→ **Required action**
When you reach the line containing "pub fn get_relationship_type(&self)" in the entries below, begin reproducing lines exactly, and stop once the line containing "#[serde(default)]" is done.

→ **Records contained in a dataset**
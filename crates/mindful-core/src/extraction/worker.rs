//! Background extraction worker
//!
//! Extraction runs after a reply is computed and must not add latency
//! to the conversation turn, so jobs are handed to a worker task over
//! an unbounded channel and the submitter never waits. Failures are
//! captured and logged by the worker; nothing propagates back.
//!
//! No ordering guarantee exists between the background extraction of
//! turn N and the context retrieval of turn N+1: a fast-following
//! message may not yet see entities mined from the previous one. That
//! staleness is accepted.

use std::sync::Arc;

use tokio::sync::mpsc;
use tokio::task::JoinHandle;

use crate::storage::GraphStore;

/// One queued extraction request: a full conversation turn
#[derive(Debug, Clone)]
pub struct ExtractionJob {
    /// Owning profile
    pub profile_id: String,
    /// Conversation the turn belongs to
    pub conversation_id: String,
    /// Raw user message, the mined text
    pub user_text: String,
    /// The AI's reply; logged for audit symmetry, not mined
    pub reply_text: String,
}

/// Fire-and-forget worker that drains extraction jobs sequentially
pub struct ExtractionWorker {
    tx: mpsc::UnboundedSender<ExtractionJob>,
    handle: JoinHandle<()>,
}

impl ExtractionWorker {
    /// Spawn the worker loop on the current tokio runtime
    pub fn spawn(store: Arc<GraphStore>) -> Self {
        let (tx, mut rx) = mpsc::unbounded_channel::<ExtractionJob>();

        let handle = tokio::spawn(async move {
            while let Some(job) = rx.recv().await {
                if let Err(e) = super::run_extraction(&store, &job) {
                    tracing::warn!(
                        profile_id = %job.profile_id,
                        conversation_id = %job.conversation_id,
                        error = %e,
                        "Extraction failed; turn unaffected"
                    );
                }
            }
            tracing::debug!("Extraction worker stopped");
        });

        Self { tx, handle }
    }

    /// Queue one job. Never blocks and never fails the caller; if the
    /// worker is gone the job is dropped with a warning.
    pub fn submit(&self, job: ExtractionJob) {
        if self.tx.send(job).is_err() {
            tracing::warn!("Extraction worker unavailable; dropping job");
        }
    }

    /// Close the queue and wait for in-flight jobs to finish
    pub async fn shutdown(self) {
        drop(self.tx);
        let _ = self.handle.await;
    }
}

// ============================================================================
// TESTS
// ============================================================================
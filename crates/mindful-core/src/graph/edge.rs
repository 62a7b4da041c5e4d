//! Relationship Edge - A directed connection between two entity nodes
//!
//! Edges are stored and retrievable but the extraction pipeline never
//! creates them: relation extraction is reserved for collaborators
//! outside this crate. The asymmetry is deliberate.

use chrono::{DateTime, Utc};
use serde::{Deserialize, Serialize};
use std::collections::BTreeMap;

// ============================================================================
// RELATIONSHIP TYPES
// ============================================================================

/// Known relationship types
///
/// Open-ended like [`super::EntityType`]: records carry the raw string,
/// so collaborator-defined types pass through unchanged.
#[non_exhaustive]
#[derive(Debug, Clone, Copy, PartialEq, Eq, Serialize, Deserialize)]
#[serde(rename_all = "snake_case")]
pub enum RelationshipType {
    /// Subject experienced the target (an emotion, an event)
    Experienced,
    /// Source caused the target
    Caused,
    /// Source triggers the target
    Triggers,
    /// Subject enjoys the target
    Enjoys,
    /// Subject avoids the target
    Avoids,
    /// Generic association
    RelatedTo,
    /// Employment relationship
    WorksAt,
    /// Residence relationship
    LivesIn,
}

impl RelationshipType {
    /// Convert to string representation
    pub fn as_str(&self) -> &'static str {
        match self {
            RelationshipType::Experienced => "experienced",
            RelationshipType::Caused => "caused",
            RelationshipType::Triggers => "triggers",
            RelationshipType::Enjoys => "enjoys",
            RelationshipType::Avoids => "avoids",
            RelationshipType::RelatedTo => "related_to",
            RelationshipType::WorksAt => "works_at",
            RelationshipType::LivesIn => "lives_in",
        }
    }

    /// Parse from string name, `None` for values outside the known set
    pub fn parse_name(s: &str) -> Option<Self> {
        match s.to_lowercase().as_str() {
            "experienced" => Some(RelationshipType::Experienced),
            "caused" => Some(RelationshipType::Caused),
            "triggers" => Some(RelationshipType::Triggers),
            "enjoys" => Some(RelationshipType::Enjoys),
            "avoids" => Some(RelationshipType::Avoids),
            "related_to" | "relatedto" => Some(RelationshipType::RelatedTo),
            "works_at" | "worksat" => Some(RelationshipType::WorksAt),
            "lives_in" | "livesin" => Some(RelationshipType::LivesIn),
            _ => None,
        }
    }
}

impl std::fmt::Display for RelationshipType {
    fn fmt(&self, f: &mut std::fmt::Formatter<'_>) -> std::fmt::Result {
        write!(f, "{}", self.as_str())
    }
}

// ============================================================================
// RELATIONSHIP EDGE
// ============================================================================

/// A directed relationship between two entity nodes of the same profile
#[non_exhaustive]
#[derive(Debug, Clone, Serialize, Deserialize)]
#[serde(rename_all = "camelCase")]
pub struct RelationshipEdge {
    /// Unique identifier (UUID v4)
    pub id: String,
    /// Owning profile; must match both endpoint nodes
    pub profile_id: String,
    /// Source node id
    pub source_node_id: String,
    /// Target node id
    pub target_node_id: String,
    /// Type of relationship (experienced, caused, triggers, ...)
    pub relationship_type: String,
    /// Open string-keyed properties, default empty
    pub properties: BTreeMap<String, String>,
    /// Confidence in the relationship, default 1.0
    pub confidence: f64,
    /// When the edge was created, set once
    pub created_at: DateTime<Utc>,
    /// When the edge was last updated
    pub last_updated: DateTime<Utc>,
}

impl RelationshipEdge {
    /// Parsed relationship type, `None` for open values outside the known set
    pub fn get_relationship_type(&self) -> Option<RelationshipType> {
        RelationshipType::parse_name(&self.relationship_type)
    }
}

/// Input for creating a relationship edge
///
/// Only collaborators outside this crate build edges today; the
/// extraction pipeline stores nodes exclusively.
#[derive(Debug, Clone, Serialize, Deserialize)]
#[serde(rename_all = "camelCase", deny_unknown_fields)]
pub struct NewEdge {
    /// Owning profile
    pub profile_id: String,
    /// Source node id, must exist under the same profile
    pub source_node_id: String,
    /// Target node id, must exist under the same profile
    pub target_node_id: String,
    /// Type of relationship
    pub relationship_type: String,
    /// Open string-keyed properties
    #[serde(default)]
    pub properties: BTreeMap<String, String>,
    /// Confidence in the relationship
    #[serde(default = "default_confidence")]
    pub confidence: f64,
}

fn default_confidence() -> f64 {
    1.0
}

// ============================================================================
// TESTS
// ============================================================================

→ **Answer**
    pub fn get_relationship_type(&self) -> Option<RelationshipType> {
        RelationshipType::parse_name(&self.relationship_type)
    }
}

/// Input for creating a relationship edge
///
/// Only collaborators outside this crate build edges today; the
/// extraction pipeline stores nodes exclusively.
#[derive(Debug, Clone, Serialize, Deserialize)]
#[serde(rename_all = "camelCase", deny_unknown_fields)]
pub struct NewEdge {
    /// Owning profile
    pub profile_id: String,
    /// Source node id, must exist under the same profile
    pub source_node_id: String,
    /// Target node id, must exist under the same profile
    pub target_node_id: String,
    /// Type of relationship
    pub relationship_type: String,
    /// Open string-keyed properties
    #[serde(default)]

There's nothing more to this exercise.